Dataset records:
"""
impl SchemaCatalog {
    /// Load the schema scope and namespace table.
    pub fn open(store: &dyn TripleStore) -> Result<Self, RatioError> {
        let graph = TripleGraph::from_rows(store.triples(Scope::Schema)?);
        let namespaces = with_standard_prefixes(store.namespaces()?);
        debug!(triples = graph.len(), "opened schema catalog");
        Ok(Self {
            graph,
            namespaces,
            generation: 0,
        })
    }

    /// Replace the whole schema with `data` and rebind prefixes.
    ///
    /// Returns the number of schema triples.
    pub fn load_schema(
        &mut self,
        store: &mut dyn TripleStore,
        data: &str,
        format: RdfFormat,
    ) -> Result<usize, RatioError> {
        let doc = parse_rdf(data, format)?;
        let unique: BTreeSet<Triple> = doc.triples.into_iter().collect();
        let rows: Vec<StoredTriple> = unique.into_iter().map(StoredTriple::plain).collect();
        let namespaces = with_standard_prefixes(doc.namespaces);

        store.replace(Scope::Schema, &rows, Some(&namespaces))?;

        self.graph = TripleGraph::from_rows(rows);
        self.namespaces = namespaces;
        self.generation += 1;

        info!(
            triples = self.graph.len(),
            prefixes = self.namespaces.len(),
            %format,
            "schema loaded"
        );
        Ok(self.graph.len())
    }

    #[must_use]
    pub fn graph(&self) -> &TripleGraph {
        &self.graph
    }

    #[must_use]
    pub fn namespaces(&self) -> &[Namespace] {
        &self.namespaces
    }

    /// Changes on every schema mutation.
    #[must_use]
    pub fn generation(&self) -> u64 {
        self.generation
    }

    // =========================================================================
    // NAMES
    // =========================================================================

    /// `prefix:local` using the longest matching namespace, or the uri itself.
    #[must_use]
    pub fn compact(&self, uri: &str) -> String {
        self.namespaces
            .iter()
            .filter(|ns| uri.len() > ns.uri.len() && uri.starts_with(&ns.uri))
            .max_by_key(|ns| ns.uri.len())
            .map(|ns| format!("{}:{}", ns.prefix, &uri[ns.uri.len()..]))
            .unwrap_or_else(|| uri.to_string())
    }

    /// Inverse of [`compact`](Self::compact): accepts `prefix:local`,
    /// `<uri>` or a full URI.
    pub fn expand(&self, name: &str) -> Result<Term, RatioError> {
        let name = name.trim();
        if let Some(inner) = name.strip_prefix('<').and_then(|n| n.strip_suffix('>')) {
            return Term::parse_uri(inner);
        }
        let bound = name.split_once(':').and_then(|(prefix, local)| {
            self.namespaces
                .iter()
                .find(|ns| ns.prefix == prefix)
                .map(|ns| format!("{}{}", ns.uri, local))
        });
        Term::parse_uri(bound.as_deref().unwrap_or(name))
    }

    /// The local part of the compact name.
    #[must_use]
    pub fn local_name(&self, uri: &str) -> String {
        let compact = self.compact(uri);
        if compact != uri {
            return compact
                .split_once(':')
                .map(|(_, local)| local.to_string())
                .unwrap_or(compact);
        }
        uri.trim_end_matches(['#', '/'])
            .rsplit(['#', '/'])
            .next()
            .unwrap_or(uri)
            .to_string()
    }

    /// `rdfs:label` of a schema term, falling back to its local name.
    #[must_use]
    pub fn label(&self, term: &Term) -> String {
        match self.graph.object(term, &Term::uri(RDFS_LABEL)) {
            Some(label) => label.lexical().to_string(),
            None => match term {
                Term::Uri(uri) => self.local_name(uri),
                other => other.lexical().to_string(),
            },
        }
    }

    #[must_use]
    pub fn comment(&self, term: &Term) -> Option<String> {
        self.graph
            .object(term, &Term::uri(RDFS_COMMENT))
            .map(|c| c.lexical().to_string())
    }

    // =========================================================================
    // CLASSES
    // =========================================================================

    #[must_use]
    pub fn is_class(&self, term: &Term) -> bool {
        self.graph
            .contains(term, &Term::uri(RDF_TYPE), &Term::uri(OWL_CLASS))
    }

    /// Every declared class, in term order.
    #[must_use]
    pub fn classes(&self) -> Vec<Term> {
        self.graph
            .subjects(&Term::uri(RDF_TYPE), &Term::uri(OWL_CLASS))
            .into_iter()
            .cloned()
            .collect()
    }

    /// `class` and all its transitive subclasses.
    #[must_use]
    pub fn subclasses(&self, class: &Term) -> BTreeSet<Term> {
        let sub_class_of = Term::uri(RDFS_SUBCLASS_OF);
        self.closure(class, |c| {
            self.graph
                .subjects(&sub_class_of, c)
                .into_iter()
                .cloned()
                .collect()
        })
    }

    /// `class` and all its transitive superclasses.
    #[must_use]
    pub fn superclasses(&self, class: &Term) -> BTreeSet<Term> {
        let sub_class_of = Term::uri(RDFS_SUBCLASS_OF);
        self.closure(class, |c| {
            self.graph
                .objects(c, &sub_class_of)
                .into_iter()
                .cloned()
                .collect()
        })
    }

    fn closure<F>(&self, start: &Term, next: F) -> BTreeSet<Term>
    where
        F: Fn(&Term) -> Vec<Term>,
    {
        let mut seen = BTreeSet::new();
        let mut queue = VecDeque::from([start.clone()]);
        while let Some(current) = queue.pop_front() {
            if !seen.insert(current.clone()) {
                continue;
            }
            queue.extend(next(&current));
        }
        seen
    }

    /// Individuals typed as `class` or one of its subclasses, in `graph`.
    #[must_use]
    pub fn tokens_in(&self, graph: &TripleGraph, class: &Term) -> BTreeSet<Term> {
        let rdf_type = Term::uri(RDF_TYPE);
        self.subclasses(class)
            .iter()
            .flat_map(|c| graph.subjects(&rdf_type, c))
            .cloned()
            .collect()
    }

    /// Schema individuals typed as `class` or one of its subclasses.
    #[must_use]
    pub fn tokens(&self, class: &Term) -> BTreeSet<Term> {
        self.tokens_in(&self.graph, class)
    }

    /// The first asserted type of `individual` in `graph` that is a schema class.
    #[must_use]
    pub fn class_of(&self, graph: &TripleGraph, individual: &Term) -> Option<Term> {
        graph
            .objects(individual, &Term::uri(RDF_TYPE))
            .into_iter()
            .find(|t| self.is_class(t))
            .cloned()
    }

    // =========================================================================
    // PROPERTIES
    // =========================================================================

    #[must_use]
    pub fn property_kind(&self, property: &Term) -> Option<PropertyKind> {
        let types = self.graph.objects(property, &Term::uri(RDF_TYPE));
        let has = |uri: &str| types.iter().any(|t| t.as_uri() == Some(uri));
        if has(RATIO_SUBHEADING) {
            Some(PropertyKind::Subheading)
        } else if has(OWL_OBJECT_PROPERTY) {
            Some(PropertyKind::Object)
        } else if has(OWL_DATATYPE_PROPERTY) {
            Some(PropertyKind::Datatype)
        } else {
            None
        }
    }

    #[must_use]
    pub fn is_property(&self, property: &Term) -> bool {
        self.property_kind(property).is_some()
    }

    #[must_use]
    pub fn ranges(&self, property: &Term) -> Vec<&Term> {
        self.graph.objects(property, &Term::uri(RDFS_RANGE))
    }

    #[must_use]
    pub fn range(&self, property: &Term) -> Option<&Term> {
        self.graph.object(property, &Term::uri(RDFS_RANGE))
    }

    fn int_attr(&self, subject: &Term, predicate: &str) -> Option<i64> {
        self.graph
            .object(subject, &Term::uri(predicate))
            .and_then(|o| o.lexical().trim().parse().ok())
    }

    fn flag(&self, subject: &Term, predicate: &str) -> Option<bool> {
        self.graph
            .object(subject, &Term::uri(predicate))
            .and_then(literal_bool)
    }

    #[must_use]
    pub fn order(&self, property: &Term) -> i64 {
        self.int_attr(property, RATIO_ORDER).unwrap_or(DEFAULT_ORDER)
    }

    #[must_use]
    pub fn width(&self, property: &Term) -> i64 {
        self.int_attr(property, RATIO_WIDTH).unwrap_or(DEFAULT_WIDTH)
    }

    #[must_use]
    pub fn show_label(&self, property: &Term) -> bool {
        self.flag(property, RATIO_SHOW_LABEL).unwrap_or(true)
    }

    #[must_use]
    pub fn is_functional(&self, property: &Term) -> bool {
        self.graph.contains(
            property,
            &Term::uri(RDF_TYPE),
            &Term::uri(OWL_FUNCTIONAL_PROPERTY),
        )
    }

    #[must_use]
    pub fn is_described(&self, property: &Term) -> bool {
        self.flag(property, RATIO_DESCRIBED).unwrap_or(false)
    }

    #[must_use]
    pub fn is_deletable(&self, property: &Term) -> bool {
        self.flag(property, RATIO_DELETABLE).unwrap_or(true)
    }

    #[must_use]
    pub fn allows_custom_options(&self, property: &Term) -> bool {
        self.flag(property, RATIO_CUSTOM_OPTION_ALLOWED)
            .unwrap_or(false)
    }

    /// Properties declared with `class` as domain, in display order.
    #[must_use]
    pub fn child_properties(&self, class: &Term) -> Vec<Term> {
        let mut props: Vec<Term> = self
            .graph
            .subjects(&Term::uri(RDFS_DOMAIN), class)
            .into_iter()
            .filter(|p| self.is_property(p))
            .cloned()
            .collect();
        props.sort_by_key(|p| (self.order(p), p.clone()));
        props
    }

    /// Properties whose range is `class` or one of its superclasses.
    #[must_use]
    pub fn parent_properties(&self, class: &Term) -> BTreeSet<Term> {
        let range = Term::uri(RDFS_RANGE);
        self.superclasses(class)
            .iter()
            .flat_map(|c| self.graph.subjects(&range, c))
            .filter(|p| self.is_property(p))
            .cloned()
            .collect()
    }

    /// Members of the `owl:oneOf` list of an enumerated range.
    ///
    /// A malformed (cyclic or dangling) list ends the walk early.
    #[must_use]
    pub fn one_of(&self, range: &Term) -> Option<Vec<Term>> {
        let head = self.graph.object(range, &Term::uri(OWL_ONE_OF))?;
        let (first, rest, nil) = (
            Term::uri(RDF_FIRST),
            Term::uri(RDF_REST),
            Term::uri(RDF_NIL),
        );

        let mut members = Vec::new();
        let mut visited = BTreeSet::new();
        let mut node = head.clone();
        while node != nil && visited.insert(node.clone()) {
            if let Some(member) = self.graph.object(&node, &first) {
                members.push(member.clone());
            }
            match self.graph.object(&node, &rest) {
                Some(next) => node = next.clone(),
                None => break,
            }
        }
        Some(members)
    }

    // =========================================================================
    // MINTING
    // =========================================================================

    /// Base for minted URIs.
    #[must_use]
    pub fn base(&self) -> String {
        self.graph
            .object(
                &Term::uri(RATIO_CONFIGURATION),
                &Term::uri(RATIO_HAS_BASE),
            )
            .map(|b| b.lexical().to_string())
            .unwrap_or_else(|| DEFAULT_BASE.to_string())
    }

    /// A URI `base + ClassName + "_" [+ record + "_"] + n` not used as a
    /// subject anywhere in the store, with the smallest positive `n`.
    pub fn mint_uri(
        &self,
        store: &dyn TripleStore,
        class: &Term,
        record: Option<RecordId>,
    ) -> Result<Term, RatioError> {
        let class_name = self.local_name(class.lexical());
        let stem = match record {
            Some(id) => format!("{}{}_{}_", self.base(), class_name, id),
            None => format!("{}{}_", self.base(), class_name),
        };

        let used = store.used_subjects()?;
        let mut n: u64 = 1;
        while used.contains(&format!("{stem}{n}")) {
            n += 1;
        }
        Ok(Term::uri(format!("{stem}{n}")))
    }

    /// Create a schema-level option of `class`.
    ///
    /// Returns the option and the non-described properties whose option list
    /// now includes it.
    pub fn new_option(
        &mut self,
        store: &mut dyn TripleStore,
        class: &Term,
        label: &str,
        creator: Option<&str>,
    ) -> Result<(FieldOption, BTreeSet<Term>), RatioError> {
        let uri = self.mint_uri(&*store, class, None)?;
        let rdf_type = Term::uri(RDF_TYPE);

        let mut triples = vec![
            Triple::new(uri.clone(), rdf_type.clone(), Term::uri(OWL_NAMED_INDIVIDUAL)),
            Triple::new(uri.clone(), rdf_type, class.clone()),
            Triple::new(uri.clone(), Term::uri(RDFS_LABEL), Term::literal(label)),
        ];
        if let Some(creator) = creator {
            triples.push(Triple::new(
                uri.clone(),
                Term::uri(RATIO_CREATOR),
                Term::uri(creator),
            ));
        }

        let mut batch = WriteBatch::new();
        for triple in &triples {
            batch.insert(triple.clone(), None);
        }
        store.apply(Scope::Schema, &batch)?;
        for triple in triples {
            self.graph.insert(triple);
        }
        self.generation += 1;

        let option_fields = self.option_fields(class);
        debug!(uri = %uri, class = %class, "schema option created");

        let option = FieldOption {
            uri,
            label: label.to_string(),
            class_uri: class.clone(),
            custom: true,
            comment: None,
        };
        Ok((option, option_fields))
    }

    /// Non-described properties that list individuals of `class` as options.
    #[must_use]
    pub fn option_fields(&self, class: &Term) -> BTreeSet<Term> {
        self.parent_properties(class)
            .into_iter()
            .filter(|p| {
                self.property_kind(p) == Some(PropertyKind::Object) && !self.is_described(p)
            })
            .collect()
    }
}
pub fn cmd_run_script(settings: &Settings, record: u64, file: &Path) -> Result<(), RatioError> {
    let script = read_file(file)?;
    let mut session = open_session(settings)?;
    let names = session
        .record(RecordId(record))?
        .execute_instructions(&script)?;

    if settings.json_mode {
        let map: serde_json::Map<String, serde_json::Value> = names
            .iter()
            .map(|(name, uri)| (name.clone(), serde_json::Value::from(uri.lexical())))
            .collect();
        print_json(&serde_json::Value::Object(map));
        return Ok(());
    }

    for (name, uri) in &names {
        println!("{name} = {}", uri.lexical());
    }
    Ok(())
}

pub fn cmd_export(
    settings: &Settings,
    record: u64,
    output: Option<&Path>,
    format: &str,
    include_schema: bool,
) -> Result<(), RatioError> {
    let options = ExportOptions {
        format: format.parse::<ExportFormat>()?,
        include_schema,
    };
    let mut session = open_session(settings)?;
    let text = session.record(RecordId(record))?.export(&options)?;

    match output {
        Some(path) => {
            std::fs::write(path, &text).map_err(|e| {
                RatioError::IoError(format!("Cannot write '{}': {}", path.display(), e))
            })?;
            if settings.json_mode {
                print_json(&serde_json::json!({
                    "output": path.to_string_lossy(),
                    "format": options.format.to_string(),
                    "bytes": text.len(),
                }));
            } else {
                println!("Exported record {record} to {}", path.display());
            }
        }
        None => print!("{text}"),
    }
    Ok(())
}

// =============================================================================
// TESTS
// =============================================================================

#[cfg(test)]
#[allow(clippy::unwrap_used)]
mod tests {
    use super::*;

    #[test]
    fn format_falls_back_to_extension_then_turtle() {
        assert_eq!(
            rdf_format(Path::new("a.nt"), None).unwrap(),
            RdfFormat::NTriples
        );
        assert_eq!(
            rdf_format(Path::new("a.nt"), Some("rdfxml")).unwrap(),
            RdfFormat::RdfXml
        );
        assert_eq!(
            rdf_format(Path::new("schema"), None).unwrap(),
            RdfFormat::Turtle
        );
        assert!(rdf_format(Path::new("a.ttl"), Some("json")).is_err());
    }

    #[test]
    fn not_allowed_displays_the_message() {
        assert_eq!(not_allowed(MSG_NO_DELETE).to_string(), MSG_NO_DELETE);
    }
}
"""
◆ Work to complete: Return each line from the records that includes the word "types".

◆ Completed exercise:
        let types = self.graph.objects(property, &Term::uri(RDF_TYPE));
        let has = |uri: &str| types.iter().any(|t| t.as_uri() == Some(uri));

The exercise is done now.